Saturday, November 20, 2010

Sighing, Throbbing, Failing (Ps 38:9b,10a)

Sighing is the ouch of a pinched soul. It wants to breathe and expand as a spiritual lung. But there is constriction, whether within, or without. It can be caused by sin and guilt. It can be caused by sadness and sorrow. It can be caused by an obscuring of hope and by present difficulties. It is the soul's effort to relax and rest, but it can't.
Faith rests. It rests in Jesus. It rests in the promises of God and the comfort of the Spirit. A pinched soul is struggling with these things. It has not necessarily abandoned these things. But such things as pain and doubt are running a serious interference.
Romans 8:23 reads: “And not only this, but also we ourselves, having the first fruits of the Spirit, even we ourselves groan within ourselves, waiting eagerly for our adoption as sons, the redemption of our body.” The pinched soul wants resolution. But it has to wait. Things are not as they should be. So in this mean-time, this cruel time, we wait.
One more thought on this word, addressed to "leaders." Hebrews 13:17 says that leaders of the local body of believers are to do their duty "with joy and not with grief (or sighing). They are instructed not to allow their souls to narrow due to pains and doubts. They must not lose their rest, their trust, their comfort. How could they lead?
A throbbing heart is a heart not-at-home. It is on the road; on the run. A throbbing heart is a hunted heart. It is a hiding heart. Powlison says that some are tempted to "tower," that is, to act as though they are bigger than they are. Others are tempted to "cower," to go into hiding in an attempt to disappear. Both are wrong. Better to have a big God, and to rest safely under His wings, growing and fulfilling service and responsibility under His care. 
Jeremiah 14:18 has an interesting rendition of this trading term - "gone roving." The priest and the prophet are either casting about, looking for something to do, or for somewhere to hide. They seem to have lost their vocation. They are unsettled.
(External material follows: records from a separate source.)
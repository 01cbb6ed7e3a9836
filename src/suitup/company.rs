//! Company profile used on rental receipts.
//!
//! The catalog core treats this as an opaque parameter: it is loaded,
//! edited through the `company` command, and handed to the receipt
//! renderer. None of the rental invariants depend on it.

use serde::{Deserialize, Serialize};

#[derive(Debug, Clone, PartialEq, Serialize, Deserialize)]
#[serde(rename_all = "camelCase")]
pub struct CompanyProfile {
    #[serde(default)]
    pub name: String,
    #[serde(default)]
    pub address_street: String,
    #[serde(default)]
    pub address_number: String,
    #[serde(default)]
    pub address_complement: String,
    #[serde(default)]
    pub address_neighborhood: String,
    #[serde(default)]
    pub address_city: String,
    /// Two-letter state code, e.g. "SP".
    #[serde(default)]
    pub address_state: String,
    /// CEP, `XXXXX-XXX`.
    #[serde(default)]
    pub address_zip: String,
    #[serde(default)]
    pub phone: String,
    #[serde(default)]
    pub email: String,
    #[serde(default, skip_serializing_if = "Option::is_none")]
    pub cnpj: Option<String>,
    #[serde(default, skip_serializing_if = "Option::is_none")]
    pub logo_url: Option<String>,

    #[serde(default = "default_true")]
    pub show_cnpj_on_receipt: bool,
    #[serde(default = "default_true")]
    pub show_address_on_receipt: bool,
}

fn default_true() -> bool {
    true
}

// The receipt toggles start enabled, so a profile that was never configured
// still prints a complete header.
impl Default for CompanyProfile {
    fn default() -> Self {
        Self {
            name: String::new(),
            address_street: String::new(),
            address_number: String::new(),
            address_complement: String::new(),
            address_neighborhood: String::new(),
            address_city: String::new(),
            address_state: String::new(),
            address_zip: String::new(),
            phone: String::new(),
            email: String::new(),
            cnpj: None,
            logo_url: None,
            show_cnpj_on_receipt: true,
            show_address_on_receipt: true,
        }
    }
}

impl CompanyProfile {
    /// Single-line postal address, skipping empty parts.
    pub fn address_line(&self) -> String {
        let mut parts = Vec::new();
        if !self.address_street.is_empty() {
            let mut street = self.address_street.clone();
            if !self.address_number.is_empty() {
                street.push_str(", ");
                street.push_str(&self.address_number);
            }
            if !self.address_complement.is_empty() {
                street.push_str(" - ");
                street.push_str(&self.address_complement);
            }
            parts.push(street);
        }
        if !self.address_neighborhood.is_empty() {
            parts.push(self.address_neighborhood.clone());
        }
        if !self.address_city.is_empty() {
            let mut city = self.address_city.clone();
            if !self.address_state.is_empty() {
                city.push_str("/");
                city.push_str(&self.address_state);
            }
            parts.push(city);
        }
        if !self.address_zip.is_empty() {
            parts.push(format!("CEP {}", self.address_zip));
        }
        parts.join(" - ")
    }

    /// Fallback shop name when no profile was configured.
    pub fn display_name(&self) -> &str {
        if self.name.is_empty() {
            "SuitUp Aluguel"
        } else {
            &self.name
        }
    }
}

#[cfg(test)]
mod tests {
    use super::*;

    #[test]
    fn address_line_skips_empty_parts() {
        let profile = CompanyProfile {
            address_street: "Rua Augusta".to_string(),
            address_number: "123".to_string(),
            address_city: "São Paulo".to_string(),
            address_state: "SP".to_string(),
            ..Default::default()
        };
        assert_eq!(profile.address_line(), "Rua Augusta, 123 - São Paulo/SP");
    }

    #[test]
    fn empty_profile_has_empty_address_and_fallback_name() {
        let profile = CompanyProfile::default();
        assert_eq!(profile.address_line(), "");
        assert_eq!(profile.display_name(), "SuitUp Aluguel");
    }

    #[test]
    fn toggles_default_on_for_legacy_profiles() {
        let profile: CompanyProfile = serde_json::from_str(r#"{"name":"Loja"}"#).unwrap();
        assert!(profile.show_cnpj_on_receipt);
        assert!(profile.show_address_on_receipt);
    }
}
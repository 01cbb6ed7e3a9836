//! CLI client for the suitup library.
//!
//! - `setup.rs`: clap argument definitions
//! - `commands.rs`: dispatch and per-command handlers
//! - `print.rs`: terminal rendering of structured results
//! - `mask.rs`: Brazilian input masks (phone, CEP, CNPJ)

mod commands;
mod mask;
mod print;
mod setup;

pub use commands::run;
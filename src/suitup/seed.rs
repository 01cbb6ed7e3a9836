//! Sample catalog data.
//!
//! Five suits covering every lifecycle state: on the shelf, rented with a
//! future return, returned, and rented with a return due tomorrow so the
//! reminder window has something to show right after seeding. The raw
//! shapes go through [`repair`] like any other boundary input.

use chrono::{Days, NaiveDate};

use crate::dates;
use crate::model::{repair, RawSuit, SuitRecord};

pub fn sample_catalog(today: NaiveDate) -> Vec<SuitRecord> {
    let tomorrow = today
        .checked_add_days(Days::new(1))
        .map(dates::to_iso)
        .unwrap_or_else(|| dates::to_iso(today));

    let raw = vec![
        RawSuit {
            code: Some("S001".into()),
            name: Some("Classic Black Tuxedo".into()),
            photo_url: Some("https://picsum.photos/seed/tuxedo/400/500".into()),
            purchase_date: Some("2023-01-15".into()),
            suit_price: Some(500.0),
            rental_price: Some(80.0),
            delivery_date: Some("2024-07-20".into()),
            return_date: Some("2024-07-22".into()),
            observations: Some("Excellent condition, includes bow tie.".into()),
            customer_name: Some("John Doe".into()),
            customer_phone: Some("(11) 95555-1234".into()),
            customer_email: Some("john.doe@example.com".into()),
            is_returned: Some(false),
            ..Default::default()
        },
        RawSuit {
            code: Some("S002".into()),
            name: Some("Modern Navy Blue Suit".into()),
            photo_url: Some("https://picsum.photos/seed/navysuit/400/500".into()),
            purchase_date: Some("2023-03-10".into()),
            suit_price: Some(450.0),
            rental_price: Some(75.0),
            observations: Some("Slim fit, modern cut.".into()),
            ..Default::default()
        },
        RawSuit {
            code: Some("S003".into()),
            name: Some("Charcoal Grey Business Suit".into()),
            photo_url: Some("https://picsum.photos/seed/greysuit/400/500".into()),
            purchase_date: Some("2022-11-05".into()),
            suit_price: Some(400.0),
            rental_price: Some(70.0),
            customer_name: Some("Jane Smith".into()),
            customer_phone: Some("(11) 95555-5678".into()),
            customer_email: Some("jane.smith@example.com".into()),
            delivery_date: Some("2024-07-01".into()),
            return_date: Some("2024-07-10".into()),
            is_returned: Some(true),
            ..Default::default()
        },
        RawSuit {
            code: Some("S004".into()),
            name: Some("Elegant Beige Linen Suit".into()),
            photo_url: Some("https://picsum.photos/seed/beigesuit/400/500".into()),
            purchase_date: Some("2023-05-20".into()),
            suit_price: Some(350.0),
            rental_price: Some(65.0),
            observations: Some("Perfect for summer events. Lightweight.".into()),
            ..Default::default()
        },
        RawSuit {
            code: Some("S005".into()),
            name: Some("Dark Grey Modern Fit".into()),
            photo_url: Some("https://picsum.photos/seed/darkgreysuit/400/500".into()),
            purchase_date: Some("2023-08-12".into()),
            suit_price: Some(480.0),
            rental_price: Some(85.0),
            customer_name: Some("Robert Brown".into()),
            customer_phone: Some("(11) 95555-0011".into()),
            customer_email: Some("robert.brown@example.com".into()),
            delivery_date: Some(dates::to_iso(today)),
            return_date: Some(tomorrow),
            observations: Some("Needs dry cleaning after return.".into()),
            is_returned: Some(false),
            ..Default::default()
        },
    ];

    raw.into_iter().map(|r| repair(r, today)).collect()
}

#[cfg(test)]
mod tests {
    use super::*;
    use crate::classify;

    fn today() -> NaiveDate {
        NaiveDate::from_ymd_opt(2024, 7, 21).unwrap()
    }

    #[test]
    fn seed_has_five_repaired_suits() {
        let suits = sample_catalog(today());
        assert_eq!(suits.len(), 5);
        assert!(suits.iter().all(|s| !s.name.is_empty()));
        // Ids are minted during repair
        let mut ids: Vec<_> = suits.iter().map(|s| s.id).collect();
        ids.dedup();
        assert_eq!(ids.len(), 5);
    }

    #[test]
    fn seed_exercises_the_reminder_window() {
        let suits = sample_catalog(today());
        let reminders = classify::upcoming_returns(&suits, today());
        assert!(reminders.iter().any(|s| s.code == "S005"));
    }

    #[test]
    fn seed_covers_each_lifecycle_state() {
        let suits = sample_catalog(today());
        let views = classify::classify(&suits, today());
        assert!(!views.available.is_empty());
        assert!(!views.rented_active.is_empty());
        assert!(!views.returned.is_empty());
    }
}
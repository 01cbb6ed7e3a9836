use chrono::NaiveDate;
use colored::Colorize;
use suitup::classify::{self, days_remaining_text, RentalStatus};
use suitup::commands::{CmdMessage, MessageLevel};
use suitup::company::CompanyProfile;
use suitup::model::SuitRecord;
use unicode_width::{UnicodeWidthChar, UnicodeWidthStr};

const LINE_WIDTH: usize = 100;
const STATUS_WIDTH: usize = 12;

pub(super) fn print_messages(messages: &[CmdMessage]) {
    for message in messages {
        match message.level {
            MessageLevel::Info => println!("{}", message.content.dimmed()),
            MessageLevel::Success => println!("{}", message.content.green()),
            MessageLevel::Warning => println!("{}", message.content.yellow()),
            MessageLevel::Error => println!("{}", message.content.red()),
        }
    }
}

pub(super) fn print_suits(suits: &[SuitRecord], today: NaiveDate) {
    if suits.is_empty() {
        println!("Nenhum terno encontrado.");
        return;
    }

    for suit in suits {
        let status = classify::status_of(suit, today);

        let code = format!("{:<6}", suit.code);
        let price = format!("R$ {:>8}", format!("{:.2}", suit.rental_price).replace('.', ","));

        let fixed = 2 + code.width() + 1 + price.len() + 2 + STATUS_WIDTH;
        let available = LINE_WIDTH.saturating_sub(fixed);
        let name = truncate_to_width(&suit.name, available);
        let padding = available.saturating_sub(name.width());

        let status_label = format!("{:>width$}", status.label(), width = STATUS_WIDTH);
        let status_colored = match status {
            RentalStatus::Available => status_label.green(),
            RentalStatus::RentedActive => status_label.yellow(),
            RentalStatus::Overdue => status_label.red(),
            RentalStatus::Returned => status_label.dimmed(),
        };

        println!(
            "  {} {}{} {}  {}",
            code.yellow(),
            name,
            " ".repeat(padding),
            price,
            status_colored
        );

        if let Some(customer) = &suit.customer_name {
            let mut details = format!("Cliente: {}", customer);
            if let Some(due) = &suit.return_date {
                details.push_str(&format!("  Devolução: {}", due));
                if !suit.is_returned {
                    let remaining = days_remaining_text(Some(due), today);
                    if !remaining.is_empty() {
                        details.push_str(&format!(" ({})", remaining));
                    }
                }
            }
            if let Some(obs) = &suit.observations {
                details.push_str(&format!("  Obs: {}", obs));
            }
            println!("         {}", details.dimmed());
        }
    }
}

pub(super) fn print_reminders(suits: &[SuitRecord], today: NaiveDate) {
    if suits.is_empty() {
        return;
    }

    println!("{}", "Lembretes de Devolução (Hoje ou Amanhã)".bold());
    for suit in suits {
        println!("  {} {}", suit.code.yellow(), suit.name.bold());
        if let Some(customer) = &suit.customer_name {
            println!("         Cliente: {}", customer);
        }
        if let Some(due) = &suit.return_date {
            let remaining = days_remaining_text(Some(due), today);
            println!("         Devolução: {} ({})", due.red(), remaining);
        }
        if let Some(phone) = &suit.customer_phone {
            println!("         Telefone: {}", phone);
        }
    }
}

pub(super) fn print_company(profile: &CompanyProfile) {
    println!("{}", profile.display_name().bold());
    let address = profile.address_line();
    if !address.is_empty() {
        println!("  Endereço: {}", address);
    }
    if !profile.phone.is_empty() {
        println!("  Telefone: {}", profile.phone);
    }
    if !profile.email.is_empty() {
        println!("  Email:    {}", profile.email);
    }
    if let Some(cnpj) = &profile.cnpj {
        println!("  CNPJ:     {}", cnpj);
    }
    if let Some(logo) = &profile.logo_url {
        println!("  Logo:     {}", logo);
    }
    println!(
        "  Recibo:   CNPJ {} · endereço {}",
        enabled(profile.show_cnpj_on_receipt),
        enabled(profile.show_address_on_receipt)
    );
}

fn enabled(on: bool) -> &'static str {
    if on {
        "visível"
    } else {
        "oculto"
    }
}

fn truncate_to_width(s: &str, max_width: usize) -> String {
    let mut result = String::new();
    let mut current_width = 0;

    for c in s.chars() {
        let char_width = c.width().unwrap_or(0);
        if current_width + char_width > max_width.saturating_sub(1) {
            result.push('…');
            return result;
        }
        result.push(c);
        current_width += char_width;
    }

    result
}
use chrono::NaiveDate;

use crate::classify;
use crate::commands::{CmdMessage, CmdResult};
use crate::dates;
use crate::error::Result;
use crate::model::{repair, RawSuit, SuitRecord};
use crate::store::CatalogStore;

/// Suits whose return is due today or tomorrow.
///
/// Works from the raw stored shapes so that a legacy record with an
/// unreadable return date can be reported: repair drops such dates, the
/// selector then skips the record, and the user gets a warning instead of
/// silence.
pub fn run<S: CatalogStore>(store: &S, today: NaiveDate) -> Result<CmdResult> {
    let raw = store.load()?;

    let mut result = CmdResult::default();
    for record in &raw {
        if has_unreadable_return_date(record) {
            let name = record.name.as_deref().unwrap_or("terno sem nome");
            let code = record.code.as_deref().unwrap_or("?");
            result.add_message(CmdMessage::warning(format!(
                "Data de devolução ilegível ignorada para {} (Cód: {}).",
                name, code
            )));
        }
    }

    let suits: Vec<SuitRecord> = raw.into_iter().map(|r| repair(r, today)).collect();
    result.listed_suits = classify::upcoming_returns(&suits, today);
    if result.listed_suits.is_empty() {
        result.add_message(CmdMessage::info(
            "Nenhuma devolução prevista para hoje ou amanhã.",
        ));
    }
    Ok(result)
}

fn has_unreadable_return_date(record: &RawSuit) -> bool {
    let active_rental = record
        .customer_name
        .as_deref()
        .is_some_and(|s| !s.trim().is_empty())
        && !record.is_returned.unwrap_or(false);
    if !active_rental {
        return false;
    }
    match record.return_date.as_deref() {
        Some(date) => !date.trim().is_empty() && dates::parse_iso(date).is_none(),
        None => false,
    }
}
//! Command layer: the business logic of the catalog.
//!
//! Each operation lives in its own submodule and is a plain function over a
//! generic [`crate::store::CatalogStore`]. Commands are UI-agnostic: no stdout, no
//! prompts, no exit codes. They return a structured [`CmdResult`] carrying
//! the affected/listed records and leveled messages; the CLI decides how to
//! render it.
//!
//! Mutating commands follow one shape: load the raw catalog, repair it,
//! apply the change, then persist the whole collection. Persistence is best
//! effort: a failed write becomes an error-level message on the result,
//! and the operation's outcome stands.
//!
//! The lion's share of the crate's tests lives here, against
//! [`crate::store::memory::InMemoryStore`].

use std::path::PathBuf;

use serde::Serialize;

use crate::company::CompanyProfile;
use crate::model::SuitRecord;

pub mod add;
pub mod company;
pub mod delete;
pub mod export;
pub mod helpers;
pub mod list;
pub mod receipt;
pub mod reminders;
pub mod return_status;
pub mod seed;
pub mod update;

#[derive(Debug, Clone, Copy, Serialize)]
#[serde(rename_all = "lowercase")]
pub enum MessageLevel {
    Info,
    Success,
    Warning,
    Error,
}

#[derive(Debug, Clone, Serialize)]
pub struct CmdMessage {
    pub level: MessageLevel,
    pub content: String,
}

impl CmdMessage {
    pub fn info(content: impl Into<String>) -> Self {
        Self {
            level: MessageLevel::Info,
            content: content.into(),
        }
    }

    pub fn success(content: impl Into<String>) -> Self {
        Self {
            level: MessageLevel::Success,
            content: content.into(),
        }
    }

    pub fn warning(content: impl Into<String>) -> Self {
        Self {
            level: MessageLevel::Warning,
            content: content.into(),
        }
    }

    pub fn error(content: impl Into<String>) -> Self {
        Self {
            level: MessageLevel::Error,
            content: content.into(),
        }
    }
}

#[derive(Debug, Default)]
pub struct CmdResult {
    /// Records created or modified by the operation.
    pub affected_suits: Vec<SuitRecord>,
    /// Records to display (already filtered and sorted).
    pub listed_suits: Vec<SuitRecord>,
    /// Files written by the operation (exports, receipts).
    pub output_paths: Vec<PathBuf>,
    /// Company profile, for the `company` command.
    pub company: Option<CompanyProfile>,
    pub messages: Vec<CmdMessage>,
}

impl CmdResult {
    pub fn add_message(&mut self, message: CmdMessage) {
        self.messages.push(message);
    }

    pub fn with_listed_suits(mut self, suits: Vec<SuitRecord>) -> Self {
        self.listed_suits = suits;
        self
    }
}
//! CLI dispatch layer.
//!
//! The only place in the codebase that touches terminal I/O: it parses
//! arguments, resolves the catalog directory, calls the API facade, and
//! renders the structured results. Business logic lives below the facade
//! and never prints.

use std::path::PathBuf;

use chrono::{Local, NaiveDate};
use clap::Parser;

use suitup::api::CatalogApi;
use suitup::commands::company::CompanyUpdate;
use suitup::commands::list::{BucketFilter, ListFilter};
use suitup::error::Result;
use suitup::model::SuitRecord;
use suitup::store::fs::FileStore;
use suitup::validation::SuitDraft;

use super::mask;
use super::print::{print_company, print_messages, print_reminders, print_suits};
use super::setup::{Bucket, Cli, Commands, RentalArgs};

pub fn run() -> Result<()> {
    let cli = Cli::parse();
    let today = Local::now().date_naive();

    let store = FileStore::new(resolve_catalog_dir(&cli));
    let mut api = CatalogApi::new(store);

    match cli.command {
        Some(Commands::List { bucket, search }) => handle_list(&api, bucket, search, today),
        Some(Commands::Reminders) => handle_reminders(&api, today),
        Some(Commands::Add {
            code,
            name,
            photo,
            purchase_date,
            suit_price,
            rental_price,
            rental,
            returned,
        }) => {
            let draft = SuitDraft {
                code,
                name,
                photo_url: photo,
                purchase_date: purchase_date.unwrap_or_default(),
                suit_price,
                rental_price,
                is_returned: returned,
                ..rental_fields(rental)
            };
            let result = api.add_suit(draft, today)?;
            print_messages(&result.messages);
            Ok(())
        }
        Some(Commands::Edit {
            code,
            name,
            new_code,
            photo,
            purchase_date,
            suit_price,
            rental_price,
            rental,
            clear_rental,
        }) => {
            let suit = api.get_suit(&code, today)?;
            let mut draft = draft_from(&suit);

            if let Some(name) = name {
                draft.name = name;
            }
            if let Some(new_code) = new_code {
                draft.code = new_code;
            }
            if let Some(photo) = photo {
                draft.photo_url = photo;
            }
            if let Some(purchase_date) = purchase_date {
                draft.purchase_date = purchase_date;
            }
            if let Some(price) = suit_price {
                draft.suit_price = price;
            }
            if let Some(price) = rental_price {
                draft.rental_price = price;
            }

            if clear_rental {
                draft.customer_name = String::new();
                draft.customer_phone = String::new();
                draft.customer_email = String::new();
                draft.delivery_date = String::new();
                draft.return_date = String::new();
                draft.observations = String::new();
                draft.is_returned = false;
            } else {
                apply_rental_overrides(&mut draft, rental);
            }

            let result = api.update_suit(&code, draft, today)?;
            print_messages(&result.messages);
            Ok(())
        }
        Some(Commands::Delete { code }) => {
            let result = api.delete_suit(&code, today)?;
            print_messages(&result.messages);
            Ok(())
        }
        Some(Commands::Return { code }) => {
            let result = api.set_returned(&code, true, today)?;
            print_messages(&result.messages);
            Ok(())
        }
        Some(Commands::Unreturn { code }) => {
            let result = api.set_returned(&code, false, today)?;
            print_messages(&result.messages);
            Ok(())
        }
        Some(Commands::Export { output }) => {
            let path = output.unwrap_or_else(|| PathBuf::from("suit_catalog.csv"));
            let result = api.export_catalog(&path, today)?;
            print_messages(&result.messages);
            Ok(())
        }
        Some(Commands::Receipt { code, output }) => {
            let result = api.generate_receipt(&code, output.as_deref(), today)?;
            print_messages(&result.messages);
            Ok(())
        }
        Some(Commands::Seed { force }) => {
            let result = api.seed(force, today)?;
            print_messages(&result.messages);
            Ok(())
        }
        Some(Commands::Company {
            name,
            street,
            number,
            complement,
            neighborhood,
            city,
            state,
            zip,
            phone,
            email,
            cnpj,
            logo,
            show_cnpj,
            show_address,
        }) => {
            let update = CompanyUpdate {
                name,
                address_street: street,
                address_number: number,
                address_complement: complement,
                address_neighborhood: neighborhood,
                address_city: city,
                address_state: state,
                address_zip: zip.map(|z| mask::format_cep(&z)),
                phone: phone.map(|p| mask::format_company_phone(&p)),
                email,
                cnpj: cnpj.map(|c| mask::format_cnpj(&c)),
                logo_url: logo,
                show_cnpj_on_receipt: show_cnpj,
                show_address_on_receipt: show_address,
            };
            let result = api.company(update)?;
            print_messages(&result.messages);
            if let Some(profile) = &result.company {
                print_company(profile);
            }
            Ok(())
        }
        None => handle_list(&api, Bucket::Available, None, today),
    }
}

fn handle_list(
    api: &CatalogApi<FileStore>,
    bucket: Bucket,
    search: Option<String>,
    today: NaiveDate,
) -> Result<()> {
    let filter = ListFilter {
        bucket: bucket_filter(bucket),
        search,
    };
    let result = api.list_suits(filter, today)?;
    print_suits(&result.listed_suits, today);
    print_messages(&result.messages);
    Ok(())
}

fn handle_reminders(api: &CatalogApi<FileStore>, today: NaiveDate) -> Result<()> {
    let result = api.reminders(today)?;
    print_reminders(&result.listed_suits, today);
    print_messages(&result.messages);
    Ok(())
}

fn bucket_filter(bucket: Bucket) -> BucketFilter {
    match bucket {
        Bucket::Available => BucketFilter::Available,
        Bucket::Rented => BucketFilter::Rented,
        Bucket::Overdue => BucketFilter::Overdue,
        Bucket::Returned => BucketFilter::Returned,
        Bucket::All => BucketFilter::All,
    }
}

fn rental_fields(rental: RentalArgs) -> SuitDraft {
    SuitDraft {
        customer_name: rental.customer.unwrap_or_default(),
        customer_phone: rental
            .phone
            .map(|p| mask::format_phone(&p))
            .unwrap_or_default(),
        customer_email: rental.email.unwrap_or_default(),
        delivery_date: rental.delivery.unwrap_or_default(),
        return_date: rental.return_date.unwrap_or_default(),
        observations: rental.observations.unwrap_or_default(),
        ..Default::default()
    }
}

fn apply_rental_overrides(draft: &mut SuitDraft, rental: RentalArgs) {
    if let Some(customer) = rental.customer {
        draft.customer_name = customer;
    }
    if let Some(phone) = rental.phone {
        draft.customer_phone = mask::format_phone(&phone);
    }
    if let Some(email) = rental.email {
        draft.customer_email = email;
    }
    if let Some(delivery) = rental.delivery {
        draft.delivery_date = delivery;
    }
    if let Some(return_date) = rental.return_date {
        draft.return_date = return_date;
    }
    if let Some(observations) = rental.observations {
        draft.observations = observations;
    }
}

fn draft_from(suit: &SuitRecord) -> SuitDraft {
    SuitDraft {
        id: Some(suit.id.to_string()),
        code: suit.code.clone(),
        name: suit.name.clone(),
        photo_url: suit.photo_url.clone(),
        purchase_date: suit.purchase_date.clone(),
        suit_price: suit.suit_price,
        rental_price: suit.rental_price,
        delivery_date: suit.delivery_date.clone().unwrap_or_default(),
        return_date: suit.return_date.clone().unwrap_or_default(),
        observations: suit.observations.clone().unwrap_or_default(),
        customer_name: suit.customer_name.clone().unwrap_or_default(),
        customer_phone: suit.customer_phone.clone().unwrap_or_default(),
        customer_email: suit.customer_email.clone().unwrap_or_default(),
        is_returned: suit.is_returned,
    }
}

fn resolve_catalog_dir(cli: &Cli) -> PathBuf {
    if let Some(dir) = &cli.catalog_dir {
        return dir.clone();
    }
    directories::ProjectDirs::from("br", "suitup", "suitup")
        .map(|dirs| dirs.data_dir().to_path_buf())
        .unwrap_or_else(|| PathBuf::from(".suitup"))
}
The heart's vocation is to center on God, whether you call it waiting or exulting or loving or listening. The vocation of the believer is to believe. Jesus says in John 14:1, "Don't let your heart be troubled; you believe in God, believe also in Me." But the pinched soul is accompanied by a throbbing heart that is more aware of its troubles than its God or her Savior.
Failing strength is the human condition. We are finite, and we fatigue. Except for one thing: our strength is to be in the Lord. Flesh is short-lived, but the Spirit is an inexhaustible and inextinguishable fire. This poor sinner of sighing soul and throbbing heart and flagging strength desperately needs the buoyancy of the Spirit. And He is there; right here, ready to lift and restore. Confess your sins. Bow in the dust, and let Him bear you up, and breathe heavenly air into your soul and supply firmness and solidity to your heart and an impossible strength to your mind and will.
The psalmist is at the cusp of something great. No, not in the next couple of verses, but before long, the light will shine through, and something surprising will happen. Do not give in to the darkness. Do not abandon hope. Take a breath, drop to your knees, and let your requests be made known to God. This is the beginning of rest; this is your home and your strength.